• [Task details]: Return all of the entries, keeping every word and mark as it is.

• [Data supplied]:
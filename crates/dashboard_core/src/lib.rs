//! Dashboard core: pure state machine and view-model helpers.
mod effect;
mod msg;
mod state;
mod update;
mod view_model;

pub use effect::Effect;
pub use msg::{Credentials, Msg};
pub use state::{AppState, AuthState, StatusState};
pub use update::update;
pub use view_model::{AppViewModel, LoginViewModel};
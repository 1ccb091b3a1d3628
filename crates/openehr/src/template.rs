//! Operational template definitions as served by the REST API.
//!
//! - `GET /definition/template/adl1.4` lists uploaded templates ([`TemplateListItem`]).
//! - `GET /definition/template/adl1.4/{id}` with `Accept: application/openehr.wt+json` returns
//!   the web template, kept as JSON because only a handful of its members are ever read.

use serde::{Deserialize, Serialize};
use serde_json::Value;

use crate::{OpenEhrError, OpenEhrResult};

/// One entry of the template listing.
#[derive(Clone, Debug, PartialEq, Eq, Serialize, Deserialize)]
pub struct TemplateListItem {
    pub template_id: String,
    #[serde(default)]
    pub concept: Option<String>,
    #[serde(default)]
    pub archetype_id: Option<String>,
    #[serde(default)]
    pub created_timestamp: Option<String>,
    #[serde(default)]
    pub description: Option<String>,
}

/// Decode the template listing.
///
/// # Errors
///
/// Returns [`OpenEhrError::Translation`] naming the failing path if the body is not an array of
/// template entries.
pub fn read_listing(body: Value) -> OpenEhrResult<Vec<TemplateListItem>> {
    serde_path_to_error::deserialize(body).map_err(|e| {
        OpenEhrError::Translation(format!("template listing at {}: {}", e.path(), e.inner()))
    })
}

/// Template id declared by a web template document (`templateId` member).
pub fn web_template_id(web_template: &Value) -> Option<&str> {
    web_template.get("templateId")?.as_str()
}

/// Root node id of a web template tree (`tree.id`), which prefixes every flat path.
pub fn web_template_root(web_template: &Value) -> Option<&str> {
    web_template.get("tree")?.get("id")?.as_str()
}

#[cfg(test)]
mod tests {
    use super::*;
    use serde_json::json;

    #[test]
    fn reads_listing_with_optional_members() {
        let items = read_listing(json!([
            {
                "template_id": "jitendra.choudhary.vitals.v1",
                "concept": "Vitals",
                "archetype_id": "openEHR-EHR-COMPOSITION.encounter.v1",
                "created_timestamp": "2024-01-10T08:00:00.000Z"
            },
            {"template_id": "gynaec_case_record_jitendra.v0"}
        ]))
        .expect("listing");
        assert_eq!(items.len(), 2);
        assert_eq!(items[0].concept.as_deref(), Some("Vitals"));
        assert!(items[1].concept.is_none());
    }

    #[test]
    fn rejects_non_array_listing() {
        assert!(read_listing(json!({"template_id": "x"})).is_err());
    }

    #[test]
    fn reads_web_template_root() {
        let wt = json!({"templateId": "jitendra.choudhary.vitals.v1", "tree": {"id": "vitals"}});
        assert_eq!(web_template_id(&wt), Some("jitendra.choudhary.vitals.v1"));
        assert_eq!(web_template_root(&wt), Some("vitals"));
        assert_eq!(web_template_root(&json!({})), None);
    }
}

• [Solved problem]:
filename crates/dashboard_core/src/lib.rs
//! Dashboard core: pure state machine and view-model helpers.
mod effect;
mod msg;
mod state;
mod update;
mod view_model;

pub use effect::Effect;
pub use msg::{Credentials, Msg};
pub use state::{AppState, AuthState, StatusState};
pub use update::update;
pub use view_model::{AppViewModel, LoginViewModel};
repository 1ccb091b3a1d3628
filename crates/openehr/src/template.rs
//! Operational template definitions as served by the REST API.
//!
//! - `GET /definition/template/adl1.4` lists uploaded templates ([`TemplateListItem`]).
//! - `GET /definition/template/adl1.4/{id}` with `Accept: application/openehr.wt+json` returns
//!   the web template, kept as JSON because only a handful of its members are ever read.

use serde::{Deserialize, Serialize};
use serde_json::Value;

use crate::{OpenEhrError, OpenEhrResult};

/// One entry of the template listing.
#[derive(Clone, Debug, PartialEq, Eq, Serialize, Deserialize)]
pub struct TemplateListItem {
    pub template_id: String,
    #[serde(default)]
    pub concept: Option<String>,
    #[serde(default)]
    pub archetype_id: Option<String>,
    #[serde(default)]
    pub created_timestamp: Option<String>,
    #[serde(default)]
    pub description: Option<String>,
}

/// Decode the template listing.
///
/// # Errors
///
/// Returns [`OpenEhrError::Translation`] naming the failing path if the body is not an array of
/// template entries.
pub fn read_listing(body: Value) -> OpenEhrResult<Vec<TemplateListItem>> {
    serde_path_to_error::deserialize(body).map_err(|e| {
        OpenEhrError::Translation(format!("template listing at {}: {}", e.path(), e.inner()))
    })
}

/// Template id declared by a web template document (`templateId` member).
pub fn web_template_id(web_template: &Value) -> Option<&str> {
    web_template.get("templateId")?.as_str()
}

/// Root node id of a web template tree (`tree.id`), which prefixes every flat path.
pub fn web_template_root(web_template: &Value) -> Option<&str> {
    web_template.get("tree")?.get("id")?.as_str()
}

#[cfg(test)]
mod tests {
    use super::*;
    use serde_json::json;

    #[test]
    fn reads_listing_with_optional_members() {
        let items = read_listing(json!([
            {
                "template_id": "jitendra.choudhary.vitals.v1",
                "concept": "Vitals",
                "archetype_id": "openEHR-EHR-COMPOSITION.encounter.v1",
                "created_timestamp": "2024-01-10T08:00:00.000Z"
            },
            {"template_id": "gynaec_case_record_jitendra.v0"}
        ]))
        .expect("listing");
        assert_eq!(items.len(), 2);
        assert_eq!(items[0].concept.as_deref(), Some("Vitals"));
        assert!(items[1].concept.is_none());
    }

    #[test]
    fn rejects_non_array_listing() {
        assert!(read_listing(json!({"template_id": "x"})).is_err());
    }

    #[test]
    fn reads_web_template_root() {
        let wt = json!({"templateId": "jitendra.choudhary.vitals.v1", "tree": {"id": "vitals"}});
        assert_eq!(web_template_id(&wt), Some("jitendra.choudhary.vitals.v1"));
        assert_eq!(web_template_root(&wt), Some("vitals"));
        assert_eq!(web_template_root(&json!({})), None);
    }
}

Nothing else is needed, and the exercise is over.